Quando apri il freezer e trovi tutto duro come pietra, niente panico: esiste un sistema semplice, senza microonde, che funziona davvero e non rovina il cibo.

Capita sempre nel momento peggiore. Hai fame, zero idee, apri il freezer e trovi quella carne, quel pesce… ghiacciati come l’Antartide. E lì ti ricordi: “ah, dovevo scongelarlo”. Troppo tardi.

Scongelare senza microonde goodesignevent.it
Scongelare senza microonde goodesignevent.it

Io per anni ho fatto la cosa più sbagliata: lasciare tutto sul tavolo e aspettare. Ore. Oppure usare il microonde e ritrovarmi con i bordi cotti e il centro ancora congelato. Una via di mezzo mai, incredibile. Poi ho scoperto un metodo più semplice, quasi banale. E onestamente, mi ha tolto parecchie cene salvate all’ultimo minuto.

Scongelare senza microonde si può

  • La soluzione è l’acqua fredda. Sì, fredda. Non calda, non tiepida. Fredda corrente o comunque cambiata spesso. All’inizio sembra una cosa senza senso, invece funziona meglio di quello che immagini.
  • Il principio è semplice: l’acqua trasferisce il freddo più velocemente dell’aria. Quindi il ghiaccio si scioglie prima, ma senza iniziare a “cuocere” il cibo come farebbe il calore diretto.
  • Per farlo bene, basta mettere l’alimento dentro un sacchetto ben chiuso. Questo è importante, altrimenti si riempie d’acqua e addio sapore. Poi lo immergi in una ciotola o nel lavandino e lasci scorrere un filo d’acqua, oppure la cambi ogni tanto.
  • Non è immediato come il microonde, chiaro. Ma in 20-40 minuti, per porzioni normali, sei già a buon punto. E soprattutto, il risultato è molto più uniforme.
  • Una cosa che ho imparato a mie spese: l’acqua calda è una pessima idea. Sembra più veloce, sì, ma rovina la consistenza e può creare zone strane, mezze cotte e mezze crude. Non ne vale la pena.
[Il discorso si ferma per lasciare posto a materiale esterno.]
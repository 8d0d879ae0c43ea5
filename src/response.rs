use axum::{response::IntoResponse, Json};
use serde::Serialize;
use utoipa::ToSchema;

#[derive(Serialize, ToSchema)]
pub struct ApiResponse<T> {
    pub success: bool,
    pub data: Option<T>,
    pub message: Option<String>,
}

impl<T: Serialize> IntoResponse for ApiResponse<T> {
    fn into_response(self) -> axum::response::Response {
        Json(self).into_response()
    }
}

impl<T: Serialize> ApiResponse<T> {
    pub fn ok(data: T) -> Self {
        Self {
            success: true,
            data: Some(data),
            message: None,
        }
    }

    pub fn with_message(data: T, message: String) -> Self {
        Self {
            success: true,
            data: Some(data),
            message: Some(message),
        }
    }
}
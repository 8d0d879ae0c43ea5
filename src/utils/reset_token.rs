use anyhow::Result;
use base64::{engine::general_purpose::URL_SAFE_NO_PAD, Engine as _};
use sha2::{Digest, Sha256};

/// Reset links die 15 minutes after generation. Design constant, not
/// user-configurable.
pub const RESET_TOKEN_TTL_MINUTES: i64 = 15;

const TOKEN_BYTES: usize = 20;

/// Generate a one-time reset secret. Returns `(plaintext, digest)`: the
/// plaintext goes into the emailed link and is never stored; only the
/// digest is persisted.
pub fn generate() -> Result<(String, String)> {
    let mut buf = [0u8; TOKEN_BYTES];
    getrandom::getrandom(&mut buf).map_err(|e| anyhow::anyhow!("OS RNG unavailable: {e}"))?;
    let token = URL_SAFE_NO_PAD.encode(buf);
    let digest = digest(&token);
    Ok((token, digest))
}

/// Deterministic one-way digest of a plaintext token. Deliberately not
/// the salted password hash: records are looked up by digest equality,
/// so the mapping must be fast and stable.
pub fn digest(token: &str) -> String {
    URL_SAFE_NO_PAD.encode(Sha256::digest(token.as_bytes()))
}

/// Absolute expiry for a token generated now.
pub fn expiry() -> chrono::NaiveDateTime {
    chrono::Utc::now().naive_utc() + chrono::Duration::minutes(RESET_TOKEN_TTL_MINUTES)
}
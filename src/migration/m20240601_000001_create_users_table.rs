use sea_orm_migration::prelude::*;

#[derive(DeriveMigrationName)]
pub struct Migration;

#[derive(DeriveIden)]
enum Users {
    Table,
    Id,
    FullName,
    Email,
    PasswordHash,
    AvatarPublicId,
    AvatarUrl,
    Role,
    PasswordResetDigest,
    PasswordResetExpires,
    CreatedAt,
    UpdatedAt,
}

#[async_trait::async_trait]
impl MigrationTrait for Migration {
    async fn up(&self, manager: &SchemaManager) -> Result<(), DbErr> {
        manager
            .create_table(
                Table::create()
                    .table(Users::Table)
                    .if_not_exists()
                    .col(
                        ColumnDef::new(Users::Id)
                            .integer()
                            .not_null()
                            .auto_increment()
                            .primary_key(),
                    )
                    .col(ColumnDef::new(Users::FullName).string_len(50).not_null())
                    .col(
                        ColumnDef::new(Users::Email)
                            .string_len(255)
                            .not_null()
                            .unique_key(),
                    )
                    .col(
                        ColumnDef::new(Users::PasswordHash)
                            .string_len(255)
                            .not_null(),
                    )
                    .col(
                        ColumnDef::new(Users::AvatarPublicId)
                            .string_len(255)
                            .not_null(),
                    )
                    .col(
                        ColumnDef::new(Users::AvatarUrl)
                            .string_len(500)
                            .not_null(),
                    )
                    .col(
                        ColumnDef::new(Users::Role)
                            .string_len(16)
                            .not_null()
                            .default("USER"),
                    )
                    .col(
                        ColumnDef::new(Users::PasswordResetDigest)
                            .string_len(255)
                            .null(),
                    )
                    .col(
                        ColumnDef::new(Users::PasswordResetExpires)
                            .timestamp()
                            .null(),
                    )
                    .col(
                        ColumnDef::new(Users::CreatedAt)
                            .timestamp()
                            .not_null()
                            .default(Expr::current_timestamp()),
                    )
                    .col(
                        ColumnDef::new(Users::UpdatedAt)
                            .timestamp()
                            .not_null()
                            .default(Expr::current_timestamp()),
                    )
                    .to_owned(),
            )
            .await?;

        // Reset tokens are looked up by digest equality.
        manager
            .get_connection()
            .execute_unprepared(
                "CREATE INDEX IF NOT EXISTS idx_users_password_reset_digest ON users (password_reset_digest) WHERE password_reset_digest IS NOT NULL",
            )
            .await?;

        Ok(())
    }

    async fn down(&self, manager: &SchemaManager) -> Result<(), DbErr> {
        manager
            .get_connection()
            .execute_unprepared("DROP INDEX IF EXISTS idx_users_password_reset_digest")
            .await?;
        manager
            .drop_table(Table::drop().table(Users::Table).to_owned())
            .await
    }
}
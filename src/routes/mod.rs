use crate::config::rate_limit::{RateLimitConfig, RateLimitRule};
use crate::handlers;
use crate::middleware::auth::auth_middleware;
use axum::{middleware, routing, Router};
use tower_governor::{governor::GovernorConfigBuilder, GovernorLayer};

pub fn create_routes() -> Router {
    Router::new().nest("/api/v1", api_routes())
}

fn api_routes() -> Router {
    let rate_limit_config = RateLimitConfig::from_env();

    let auth = auth_routes(&rate_limit_config);
    let public_read = public_read_routes(&rate_limit_config);
    let protected =
        protected_routes(&rate_limit_config).layer(middleware::from_fn(auth_middleware));

    auth.merge(public_read).merge(protected)
}

/// Credential-lifecycle routes reachable without a session.
fn auth_routes(config: &RateLimitConfig) -> Router {
    let router = Router::new()
        .route("/user/register", routing::post(handlers::register))
        .route("/user/login", routing::post(handlers::login))
        // Logout only clears the cookie, so it needs no session.
        .route("/user/logout", routing::post(handlers::auth::logout))
        .route(
            "/user/forgot-password",
            routing::post(handlers::auth::forgot_password),
        )
        .route(
            "/user/reset-password/{token}",
            routing::post(handlers::auth::reset_password),
        );

    with_optional_rate_limit(router, config.enabled, config.auth)
}

/// Public reads: the course catalog.
fn public_read_routes(config: &RateLimitConfig) -> Router {
    let router = Router::new().route("/courses", routing::get(handlers::course::list_courses));

    with_optional_rate_limit(router, config.enabled, config.public_read)
}

/// Routes behind the session middleware.
fn protected_routes(config: &RateLimitConfig) -> Router {
    let router = Router::new()
        .route("/user/me", routing::get(handlers::auth::get_profile))
        .route("/user/update", routing::put(handlers::user::update_profile))
        .route(
            "/user/change-password",
            routing::post(handlers::auth::change_password),
        )
        // Course mutation is admin-only (checked in the handlers).
        .route("/courses", routing::post(handlers::course::create_course))
        .route(
            "/courses/{id}",
            routing::put(handlers::course::update_course)
                .delete(handlers::course::delete_course),
        )
        .route(
            "/courses/{id}/lectures",
            routing::get(handlers::course::get_course_lectures)
                .post(handlers::course::add_lecture),
        );

    with_optional_rate_limit(router, config.enabled, config.protected)
}

fn with_optional_rate_limit(router: Router, enabled: bool, rule: RateLimitRule) -> Router {
    if !enabled {
        return router;
    }

    let governor_conf = GovernorConfigBuilder::default()
        .per_second(rule.per_second)
        .burst_size(rule.burst_size)
        .finish()
        .expect("Invalid rate limit configuration");

    router.layer(GovernorLayer::new(governor_conf))
}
Quando usarlo davvero (e quando no)

  • Questo metodo è perfetto per carne, pesce, pollo, anche pane volendo. Tutte cose che vuoi cucinare in tempi decenti senza distruggerle. Funziona bene anche con porzioni non troppo grandi. Se hai un blocco gigante congelato… preparati ad aspettare un po’.
  • Per alcuni cibi però conviene pensarci due volte. Tipo preparazioni molto delicate o già cotte. Lì il rischio è che perdano consistenza. Non sempre, ma succede.
  • E poi c’è una regola semplice che spesso si ignora: una volta scongelato, non si torna indietro. Ricongelare non è una buona idea, soprattutto per carne e pesce. Meglio cucinare tutto e, al massimo, conservare dopo la cottura.
  • Una cosa un po’ ovvia ma la dico lo stesso: se hai tempo, il frigorifero resta la scelta più sicura. Solo che qui stiamo parlando di emergenze vere, quelle da “cosa mangio tra un’ora”.

Hai dimenticato di scongelare: mettilo subito in pratica

Nella vita questo metodo diventa automatico. Torni a casa, apri il freezer, realizzi il disastro… e invece di disperarti, metti subito l’acqua.

Nel frattempo fai altro. Prepari il condimento, apparecchi, magari ti siedi due minuti. Ogni tanto controlli, giri il sacchetto, cambi l’acqua se serve. Senza stress. Una piccola accortezza che cambia tutto: cerca di dividere gli alimenti prima di congelarli. Porzioni più piccole si scongelano molto più in fretta. Sembra una banalità, ma quando hai fame fa la differenza.

Io ormai il microonde lo uso sempre meno per queste cose. Non perché sia il male, ma perché il risultato spesso non mi convince. E poi questo sistema è più… tranquillo. Non so come spiegarlo meglio. Alla fine non serve essere organizzati perfetti per mangiare bene. Basta conoscere due o tre soluzioni furbe. E accettare che ogni tanto, sì, ci si dimentica. Anche spesso.